My lab just read this preprint, and I thought I'd pass on our thoughts in the hopes that they are helpful.
First, we thought the approach seems eminently sensible, very useful, and that the analyses were informative.
A few things we thought might be worth considering:
1. Similar to some comments on Twitter, we wondered about the choice of variant callers to include as comparisons, and why many commonly-used callers were excluded.
2. We found the table really hard to interpret. Perhaps this is just because it's difficult data to represent, but we did wonder about the extent to which the sets of variant calls overlapped / differed, as well as the FP and FN rates. It also took us quite a bit of head scratching to get to the point where we realised that the dbSNP138 column percentages were so important to the interpretation.
3. We found the definitions of False Positives and False Negatives confusing (we appreciate that there are limitations to the short format though). This is mostly because it seems from the dbSNP138, Omni 2.5, and other results (final para of the ppr), that many/most of the False Positives are probably not False Positives at all. For this reason, we thought it might be clearer to redefine FP and FN simply in terms of differences to the GIAB NA12878 data.
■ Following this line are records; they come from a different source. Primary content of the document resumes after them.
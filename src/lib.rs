//! Abide Downloader Core Library
//!
//! This library fetches the GP practice prescribing data manifest, selects
//! the resources to download, and retrieves them into a local directory with
//! a bounded number of simultaneous transfers.
//!
//! # Architecture
//!
//! The library is organized into the following modules:
//! - [`config`] - Run configuration and default paths
//! - [`manifest`] - Manifest retrieval, parsing and source selection
//! - [`source`] - Download-ready source descriptors
//! - [`download`] - Concurrency gate, workers, retry policy and engine

// Clippy lints - strict for library code
#![deny(clippy::unwrap_used)]
#![deny(clippy::expect_used)]
#![warn(clippy::pedantic)]
#![allow(clippy::module_name_repetitions)]

pub mod config;
pub mod download;
pub mod manifest;
pub mod source;

mod user_agent;

// Re-export commonly used types
pub use config::{DEFAULT_MANIFEST_URL, RunConfig, default_download_path};
pub use download::{
    ConcurrencyGate, DEFAULT_CONCURRENCY, DownloadEngine, DownloadError, DownloadOutcome,
    EngineError, FailureType, HttpClient, RetryDecision, RetryPolicy, RunStats, classify_error,
    download_source,
};
pub use manifest::{Manifest, ManifestError, ManifestResource, fetch_manifest, select_sources};
pub use source::SourceFile;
4. Related to 3, but also more generally, we really wanted to see some simple simulations, so that one really could determine FP and FN rates. For my money, a simple and effective approach here is to do something like the NextGenMap paper (https://academic.oup.com/bioin... which simulated 4 read sets from Human, Arabidopsis, and Drosophila, then another 11 read sets from Arabidopsis with increasing polymorphism (0-10%). Results could be summarised quickly in a single figure, comparing real FP and FN rates under simulation.
A final comment, not really relevant to the current paper: we wondered about extending the method to include technical replicates (i.e. independent extractions and libraries from the same sample). E.g. to include 3 technical replicates at 20x each, which should allow one to account quite effectively for errors from library construction and base-calling.